Personal information
- Full name: José Paulo dos Santos
- Date of birth: May 16, 1987 (age 37)
- Place of birth: Recife, Brazil
- Height: 1.80 m (5 ft 11 in)
- Position(s): Striker

Youth career
- 2004: ABB-BA

Senior career*
- Years: Team / Apps / (Gls)
- 2004–2007: Sport
- 2006: → Ypiranga-PE (Loan)
- 2006: → Confiança-SE (Loan)
- 2008: Salgueiro
- 2009–2010: Confiança
- 2009: → Joinville (Loan)
- 2010: Mixto
- 2011: Paraná
- 2011: Luverdense
- 2011: Santa Cruz
- 2016–2017: Sonsonate FC / 68 / (17)
- 2017–2018: CD Suchitepéquez
- 2018–2019: AD Isidro Metapán / 24 / (8)
- 2019: CD Municipal Limeño

= Zé Paulo (footballer, born 1987) =

Brazilian footballer

José Paulo dos Santos or simply Zé Paulo (born May 16, 1987 in Recife), is a Brazilian professional football player, who plays as a striker.

==Club career==
===Sonsonate===
Dos Santos signed with Sonsonate of the Salvadoran Primera División in the Apertura 2016 tournament.

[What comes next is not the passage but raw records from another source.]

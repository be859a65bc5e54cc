//! Global tutorcal configuration.
//!
//! Read from ~/.config/tutorcal/config.toml when that file exists, with
//! `TUTORCAL_*` environment variables layered on top. Nothing is written:
//! a missing file simply means every key takes its default.
//!
//! ```toml
//! # Where users and session requests are stored
//! sessions_file = "~/tutorcal/sessions.toml"
//!
//! # Who to show the calendar for when --user is not given
//! default_user = "@johndoe"
//! ```

use std::path::{Path, PathBuf};

use ::config::{Config, Environment, File};
use serde::Deserialize;

use crate::error::{TutorCalError, TutorCalResult};

static DEFAULT_SESSIONS_FILE: &str = "~/tutorcal/sessions.toml";

fn default_sessions_file() -> PathBuf {
    PathBuf::from(DEFAULT_SESSIONS_FILE)
}

#[derive(Debug, Deserialize, Clone)]
pub struct TutorCalConfig {
    #[serde(default = "default_sessions_file")]
    pub sessions_file: PathBuf,

    /// Username to view the calendar as when none is given
    pub default_user: Option<String>,
}

impl Default for TutorCalConfig {
    fn default() -> Self {
        TutorCalConfig {
            sessions_file: default_sessions_file(),
            default_user: None,
        }
    }
}

impl TutorCalConfig {
    pub fn config_path() -> TutorCalResult<PathBuf> {
        let config_dir = dirs::config_dir()
            .ok_or_else(|| TutorCalError::Config("Could not determine config directory".into()))?
            .join("tutorcal");

        Ok(config_dir.join("config.toml"))
    }

    pub fn load() -> TutorCalResult<Self> {
        let config = Self::load_from(&Self::config_path()?)?;
        tracing::debug!(sessions_file = %config.sessions_file.display(), "loaded config");
        Ok(config)
    }

    /// Load from `path` if it exists, then apply `TUTORCAL_*` overrides.
    pub fn load_from(path: &Path) -> TutorCalResult<Self> {
        Config::builder()
            .add_source(File::from(path.to_path_buf()).required(false))
            .add_source(Environment::with_prefix("TUTORCAL"))
            .build()
            .and_then(Config::try_deserialize)
            .map_err(|e| TutorCalError::Config(format!("{}: {e}", path.display())))
    }

    /// Sessions file path with `~` expanded.
    pub fn sessions_path(&self) -> PathBuf {
        let full_path_str = shellexpand::tilde(&self.sessions_file.to_string_lossy()).into_owned();

        PathBuf::from(full_path_str)
    }
}
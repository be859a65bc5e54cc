//! Recurring session expansion.
//!
//! Walks an academic year day by day and lands on every in-term date a
//! session occurs on. After an occurrence the cursor jumps by the
//! frequency's interval; anywhere else it creeps forward one day. That
//! keeps the cadence inside a term and restarts it at the first booked
//! weekday of the next term, with no make-up dates for the break.

use std::collections::BTreeSet;

use chrono::{Datelike, Duration, NaiveDate};
use tracing::debug;

use crate::academic_year::AcademicYear;
use crate::error::TutorCalResult;
use crate::frequency::Frequency;
use crate::month::YearMonth;
use crate::session::SessionRequest;
use crate::weekday::{Weekday, WeekdaySet};

/// Days of a month to highlight on a calendar.
pub type HighlightSet = BTreeSet<u32>;

/// Every date a session occurs on during the academic year of `start_date`,
/// in order.
///
/// An empty weekday set yields no dates.
pub fn occurrences(
    start_date: NaiveDate,
    frequency: Frequency,
    weekdays: &WeekdaySet,
) -> TutorCalResult<Vec<NaiveDate>> {
    let year = AcademicYear::containing(start_date)?;

    if weekdays.is_empty() {
        debug!(%start_date, "no weekdays configured, nothing to expand");
        return Ok(Vec::new());
    }

    let interval = Duration::days(frequency.interval_days());
    let mut cursor = year.start;
    let mut dates = Vec::new();

    while cursor <= year.end {
        if is_booked(cursor, weekdays) && year.in_term(cursor) {
            dates.push(cursor);
            cursor += interval;
        } else {
            cursor += Duration::days(1);
        }
    }

    debug!(
        academic_year = %year,
        %frequency,
        count = dates.len(),
        "expanded session occurrences"
    );

    Ok(dates)
}

/// Occurrences of a session within one month.
pub fn occurrences_in(session: &SessionRequest, month: YearMonth) -> TutorCalResult<Vec<NaiveDate>> {
    Ok(occurrences(session.start_date, session.frequency, &session.weekdays)?
        .into_iter()
        .filter(|date| month.contains(*date))
        .collect())
}

/// Days of `year`-`month` on which the session occurs.
///
/// A month that lies in a break, or outside the session's academic year,
/// gives an empty set.
pub fn recurring_days(session: &SessionRequest, year: i32, month: u32) -> TutorCalResult<HighlightSet> {
    let month = YearMonth::new(year, month)?;

    Ok(occurrences_in(session, month)?
        .into_iter()
        .map(|date| date.day())
        .collect())
}

fn is_booked(date: NaiveDate, weekdays: &WeekdaySet) -> bool {
    Weekday::try_from(date.weekday()).is_ok_and(|day| weekdays.contains(&day))
}
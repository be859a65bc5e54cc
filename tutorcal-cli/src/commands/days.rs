use anyhow::Result;
use owo_colors::OwoColorize;
use tutorcal_core::{SessionStore, YearMonth, occurrences, recurring_days};

pub fn run(store: &impl SessionStore, session_id: &str, month: Option<YearMonth>) -> Result<()> {
    let session = store.session(session_id)?;

    println!("{} ({})", session.to_string().bold(), session.frequency);

    match month {
        Some(month) => {
            let days = recurring_days(&session, month.year(), month.month())?;
            if days.is_empty() {
                println!("   {}", format!("No sessions in {month}").dimmed());
            } else {
                let list: Vec<String> = days.iter().map(|d| d.to_string()).collect();
                println!("   {} {}: {}", month.month_name(), month.year(), list.join(", "));
            }
        }
        None => {
            let dates = occurrences(session.start_date, session.frequency, &session.weekdays)?;
            if dates.is_empty() {
                println!("   {}", "No sessions scheduled".dimmed());
            }
            for date in dates {
                println!("   {} {}", date, date.format("%A").to_string().dimmed());
            }
        }
    }

    Ok(())
}
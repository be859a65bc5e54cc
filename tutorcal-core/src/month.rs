//! Calendar months and the Monday-first grid used to draw them.

use std::fmt;
use std::str::FromStr;

use chrono::{Datelike, NaiveDate};

use crate::error::{TutorCalError, TutorCalResult};

/// One row of a month grid. Cells outside the month hold 0.
pub type Week = [u32; 7];

/// A calendar month, held as its first day so it is always a real month.
#[derive(Debug, Clone, Copy, PartialEq, Eq, PartialOrd, Ord, Hash)]
pub struct YearMonth {
    first: NaiveDate,
}

impl YearMonth {
    pub fn new(year: i32, month: u32) -> TutorCalResult<Self> {
        NaiveDate::from_ymd_opt(year, month, 1)
            .map(|first| YearMonth { first })
            .ok_or_else(|| TutorCalError::InvalidMonth(format!("{year:04}-{month:02}")))
    }

    pub fn of(date: NaiveDate) -> Self {
        YearMonth {
            first: date.with_day(1).unwrap_or(date),
        }
    }

    pub fn year(&self) -> i32 {
        self.first.year()
    }

    /// Month number, 1..=12
    pub fn month(&self) -> u32 {
        self.first.month()
    }

    pub fn contains(&self, date: NaiveDate) -> bool {
        date.year() == self.year() && date.month() == self.month()
    }

    pub fn first_day(&self) -> NaiveDate {
        self.first
    }

    pub fn days_in_month(&self) -> u32 {
        let first = self.first_day();
        let next = first
            .checked_add_months(chrono::Months::new(1))
            .unwrap_or(NaiveDate::MAX);
        next.signed_duration_since(first).num_days() as u32
    }

    /// English month name, e.g. "January".
    pub fn month_name(&self) -> String {
        self.first_day().format("%B").to_string()
    }

    /// Week-major grid of day numbers, Monday first, 0 outside the month.
    pub fn grid(&self) -> Vec<Week> {
        let lead = self.first_day().weekday().num_days_from_monday() as usize;
        let days = self.days_in_month() as usize;
        let cells = (lead + days).div_ceil(7) * 7;

        (0..cells)
            .map(|cell| {
                if cell < lead || cell >= lead + days {
                    0
                } else {
                    (cell - lead + 1) as u32
                }
            })
            .collect::<Vec<_>>()
            .chunks(7)
            .map(|chunk| {
                let mut week = [0; 7];
                week.copy_from_slice(chunk);
                week
            })
            .collect()
    }
}

impl fmt::Display for YearMonth {
    fn fmt(&self, f: &mut fmt::Formatter<'_>) -> fmt::Result {
        write!(f, "{:04}-{:02}", self.year(), self.month())
    }
}

impl FromStr for YearMonth {
    type Err = TutorCalError;

    /// Parse YYYY-MM
    fn from_str(s: &str) -> Result<Self, Self::Err> {
        let invalid = || TutorCalError::InvalidMonth(s.to_string());
        let (year, month) = s.trim().split_once('-').ok_or_else(invalid)?;
        let year = year.parse::<i32>().map_err(|_| invalid())?;
        let month = month.parse::<u32>().map_err(|_| invalid())?;
        YearMonth::new(year, month).map_err(|_| invalid())
    }
}

/// Parse YYYY-MM-DD
pub fn parse_date(s: &str) -> TutorCalResult<NaiveDate> {
    NaiveDate::parse_from_str(s.trim(), "%Y-%m-%d")
        .map_err(|_| TutorCalError::InvalidDate(s.to_string()))
}
use anyhow::Result;
use tutorcal_core::{CalendarQuery, SessionStore, User, build_calendar_context};

use crate::render::Render;

pub fn run(store: &impl SessionStore, viewer: &User, query: &CalendarQuery, json: bool) -> Result<()> {
    let context = build_calendar_context(store, viewer, query)?;

    if json {
        println!("{}", serde_json::to_string_pretty(&context)?);
    } else {
        println!("{}", context.render());
    }

    Ok(())
}
//! Core types for tutorcal.
//!
//! Turns recurring tutoring requests into the concrete days they occur on:
//! - `academic_year` resolves the terms a request falls into
//! - `recurrence` expands a request into dates inside those terms
//! - `calendar` assembles a month view for a viewer from a `SessionStore`

pub mod academic_year;
pub mod calendar;
pub mod config;
pub mod error;
pub mod frequency;
pub mod month;
pub mod recurrence;
pub mod session;
pub mod store;
pub mod weekday;

pub use academic_year::{AcademicYear, Term, TermKind, is_request_late};
pub use calendar::{AnnotatedSession, CalendarContext, CalendarQuery, build_calendar_context};
pub use error::{TutorCalError, TutorCalResult};
pub use frequency::Frequency;
pub use month::YearMonth;
pub use recurrence::{HighlightSet, occurrences, recurring_days};
pub use session::{Approval, Proficiency, Role, SessionRequest, User};
pub use store::{SessionStore, TomlStore};
pub use weekday::{Weekday, WeekdaySet};
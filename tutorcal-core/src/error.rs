//! Error types for tutorcal.

use thiserror::Error;

/// Errors that can occur in tutorcal operations.
#[derive(Error, Debug)]
pub enum TutorCalError {
    #[error("Invalid frequency: {0}")]
    InvalidFrequency(String),

    #[error("Invalid weekday '{0}'. Expected Monday through Friday")]
    InvalidWeekday(String),

    #[error("{frequency} sessions need {expected} weekday(s), got {actual}")]
    InvalidWeekdayCount {
        frequency: &'static str,
        expected: usize,
        actual: usize,
    },

    #[error("Invalid month '{0}'. Expected YYYY-MM with a month between 1 and 12")]
    InvalidMonth(String),

    #[error("Invalid date '{0}'. Expected YYYY-MM-DD")]
    InvalidDate(String),

    #[error("Not found: {0}")]
    NotFound(String),

    #[error("Configuration error: {0}")]
    Config(String),

    #[error("Session store error: {0}")]
    Store(String),

    #[error("IO error: {0}")]
    Io(#[from] std::io::Error),
}

/// Result type alias for tutorcal operations.
pub type TutorCalResult<T> = Result<T, TutorCalError>;
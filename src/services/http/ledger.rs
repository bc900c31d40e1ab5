use axum::{
    extract::State,
    http::{HeaderMap, StatusCode},
    Json,
};
use chrono::Utc;
use serde::Deserialize;
use serde_json::json;
use tokio::sync::oneshot;
use uuid::Uuid;

use super::{authenticate, error_response, internal_error, ApiResponse, AppState};
use crate::models::ledger::{Ledger, PartyId};
use crate::models::users::Profile;
use crate::services::ledger::{engine, LedgerRequest};
use crate::services::users::UserRequest;
use crate::services::ServiceError;
use crate::utils;

#[derive(Deserialize)]
#[serde(rename_all = "camelCase")]
pub struct RequestNoPayload {
    target_user_id: String,
    #[serde(default)]
    message: Option<String>,
    #[serde(default)]
    photo_url: Option<String>,
}

#[derive(Deserialize)]
#[serde(rename_all = "camelCase")]
pub struct RequestIdPayload {
    request_id: Uuid,
}

#[derive(Deserialize)]
#[serde(rename_all = "camelCase")]
pub struct ShareNoesPayload {
    target_user_id: String,
    amount: u32,
}

fn parse_party(value: &str) -> Result<PartyId, ApiResponse> {
    PartyId::parse(value).ok_or((
        StatusCode::NOT_FOUND,
        Json(json!({ "error": "User not found" })),
    ))
}

/// Sends one request to the ledger service and waits for the reply.
async fn call_ledger(
    state: &AppState,
    request: LedgerRequest,
    response_rx: oneshot::Receiver<Result<Ledger, ServiceError>>,
) -> ApiResponse {
    if let Err(e) = state.ledger_channel.send(request).await {
        return internal_error(e);
    }

    match response_rx.await {
        Ok(Ok(ledger)) => (StatusCode::OK, Json(json!(ledger))),
        Ok(Err(service_error)) => error_response(service_error),
        Err(e) => internal_error(e),
    }
}

/// The read view attaches each party's display name and the whole days
/// left in user2's booster window, which clients show next to the balance.
fn ledger_view(ledger: &Ledger, profiles: &[Profile]) -> serde_json::Value {
    let mut body = json!(ledger);
    for profile in profiles {
        body[profile.id.as_str()]["name"] = json!(profile.name);
    }
    if ledger.user2.booster_active {
        if let Some(start) = ledger.user2.booster_start {
            body["user2"]["boosterDaysRemaining"] = json!(utils::whole_days_remaining(
                start,
                engine::BOOSTER_WINDOW_DAYS as i64,
                Utc::now(),
            ));
        }
    }
    body
}

/// Display names are decoration on the read view; a failure to load them
/// must not fail the ledger read itself.
async fn fetch_profiles(state: &AppState) -> Vec<Profile> {
    let (user_tx, user_rx) = oneshot::channel();
    let sent = state
        .user_channel
        .send(UserRequest::ListProfiles { response: user_tx })
        .await;
    if sent.is_err() {
        return Vec::new();
    }

    match user_rx.await {
        Ok(Ok(profiles)) => profiles,
        _ => {
            log::warn!("Could not load profiles for the ledger view.");
            Vec::new()
        }
    }
}

pub async fn get_noes(State(state): State<AppState>, headers: HeaderMap) -> ApiResponse {
    if let Err(rejection) = authenticate(&state, &headers).await {
        return rejection;
    }

    let (ledger_tx, ledger_rx) = oneshot::channel();
    let sent = state
        .ledger_channel
        .send(LedgerRequest::GetLedger {
            response: ledger_tx,
        })
        .await;
    if let Err(e) = sent {
        return internal_error(e);
    }

    match ledger_rx.await {
        Ok(Ok(ledger)) => {
            let profiles = fetch_profiles(&state).await;
            (StatusCode::OK, Json(ledger_view(&ledger, &profiles)))
        }
        Ok(Err(service_error)) => error_response(service_error),
        Err(e) => internal_error(e),
    }
}

pub async fn request_no(
    State(state): State<AppState>,
    headers: HeaderMap,
    Json(payload): Json<RequestNoPayload>,
) -> ApiResponse {
    let caller = match authenticate(&state, &headers).await {
        Ok(profile) => profile,
        Err(rejection) => return rejection,
    };
    let target = match parse_party(&payload.target_user_id) {
        Ok(target) => target,
        Err(rejection) => return rejection,
    };

    let (request_tx, request_rx) = oneshot::channel();
    let sent = state
        .ledger_channel
        .send(LedgerRequest::RequestConsumption {
            requester: caller.id,
            target,
            requester_name: Some(caller.name),
            message: payload.message,
            photo_url: payload.photo_url,
            response: request_tx,
        })
        .await;
    if let Err(e) = sent {
        return internal_error(e);
    }

    match request_rx.await {
        Ok(Ok(request)) => (
            StatusCode::CREATED,
            Json(json!({ "success": true, "requestId": request.id })),
        ),
        Ok(Err(service_error)) => error_response(service_error),
        Err(e) => internal_error(e),
    }
}

pub async fn approve_no(
    State(state): State<AppState>,
    headers: HeaderMap,
    Json(payload): Json<RequestIdPayload>,
) -> ApiResponse {
    let caller = match authenticate(&state, &headers).await {
        Ok(profile) => profile,
        Err(rejection) => return rejection,
    };

    let (ledger_tx, ledger_rx) = oneshot::channel();
    call_ledger(
        &state,
        LedgerRequest::ApproveConsumption {
            approver: caller.id,
            request_id: payload.request_id,
            response: ledger_tx,
        },
        ledger_rx,
    )
    .await
}

pub async fn deny_no(
    State(state): State<AppState>,
    headers: HeaderMap,
    Json(payload): Json<RequestIdPayload>,
) -> ApiResponse {
    let caller = match authenticate(&state, &headers).await {
        Ok(profile) => profile,
        Err(rejection) => return rejection,
    };

    let (ledger_tx, ledger_rx) = oneshot::channel();
    call_ledger(
        &state,
        LedgerRequest::DenyConsumption {
            denier: caller.id,
            request_id: payload.request_id,
            response: ledger_tx,
        },
        ledger_rx,
    )
    .await
}

pub async fn share_noes(
    State(state): State<AppState>,
    headers: HeaderMap,
    Json(payload): Json<ShareNoesPayload>,
) -> ApiResponse {
    let caller = match authenticate(&state, &headers).await {
        Ok(profile) => profile,
        Err(rejection) => return rejection,
    };
    let target = match parse_party(&payload.target_user_id) {
        Ok(target) => target,
        Err(rejection) => return rejection,
    };

    let (ledger_tx, ledger_rx) = oneshot::channel();
    call_ledger(
        &state,
        LedgerRequest::ShareNoes {
            from: caller.id,
            to: target,
            amount: payload.amount,
            response: ledger_tx,
        },
        ledger_rx,
    )
    .await
}

pub async fn activate_booster(State(state): State<AppState>, headers: HeaderMap) -> ApiResponse {
    let caller = match authenticate(&state, &headers).await {
        Ok(profile) => profile,
        Err(rejection) => return rejection,
    };

    let (ledger_tx, ledger_rx) = oneshot::channel();
    call_ledger(
        &state,
        LedgerRequest::ActivateBooster {
            requester: caller.id,
            response: ledger_tx,
        },
        ledger_rx,
    )
    .await
}

#[cfg(test)]
mod tests {
    use super::*;
    use chrono::Duration;

    fn seeded_profiles() -> Vec<Profile> {
        vec![
            Profile {
                id: PartyId::UserOne,
                username: "user1".to_string(),
                name: "User One".to_string(),
            },
            Profile {
                id: PartyId::UserTwo,
                username: "user2".to_string(),
                name: "User Two".to_string(),
            },
        ]
    }

    #[test]
    fn read_view_attaches_display_names() {
        let ledger = Ledger::seeded(Utc::now());

        let body = ledger_view(&ledger, &seeded_profiles());

        assert_eq!(body["user1"]["name"], "User One");
        assert_eq!(body["user2"]["name"], "User Two");
        assert_eq!(body["user1"]["currentNoes"], 5);
    }

    #[test]
    fn read_view_attaches_booster_days_remaining() {
        let mut ledger = Ledger::seeded(Utc::now());
        ledger.user2.booster_active = true;
        ledger.user2.booster_start = Some(Utc::now() - Duration::hours(60));

        let body = ledger_view(&ledger, &seeded_profiles());

        assert_eq!(body["user2"]["boosterDaysRemaining"], 4);
    }

    #[test]
    fn read_view_survives_missing_profiles() {
        let ledger = Ledger::seeded(Utc::now());

        let body = ledger_view(&ledger, &[]);

        assert!(body["user1"]["name"].is_null());
        assert_eq!(body["user2"]["currentNoes"], 10);
    }
}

In January 2017, Dos Santos scored two goals in a 2–1 victory against Municipal Limeño in the Estadio Anna Mercedes Campos. With Sonsonate, Dos Santos scored 17 goals in 68 matches.

===Suchitepéquez===
Dos Santos signed with Suchitepéquez of Guatemala in 2017.

===Isidro Metapán===
In May 2018, Dos Santos signed with Isidro Metapán for the Apertura 2018. In November 2018, Dos Santos scored 2 goals against Chalatenango in a 3–1 victory in the Estadio Jorge Calero Suárez. Dos Santos scored 8 goals in 24 games at the end of the tournament.

In November 2018, Isidro Metapán reached the quarterfinals of the Apertura 2018, but they were eliminated by FAS 0–2 on aggregate.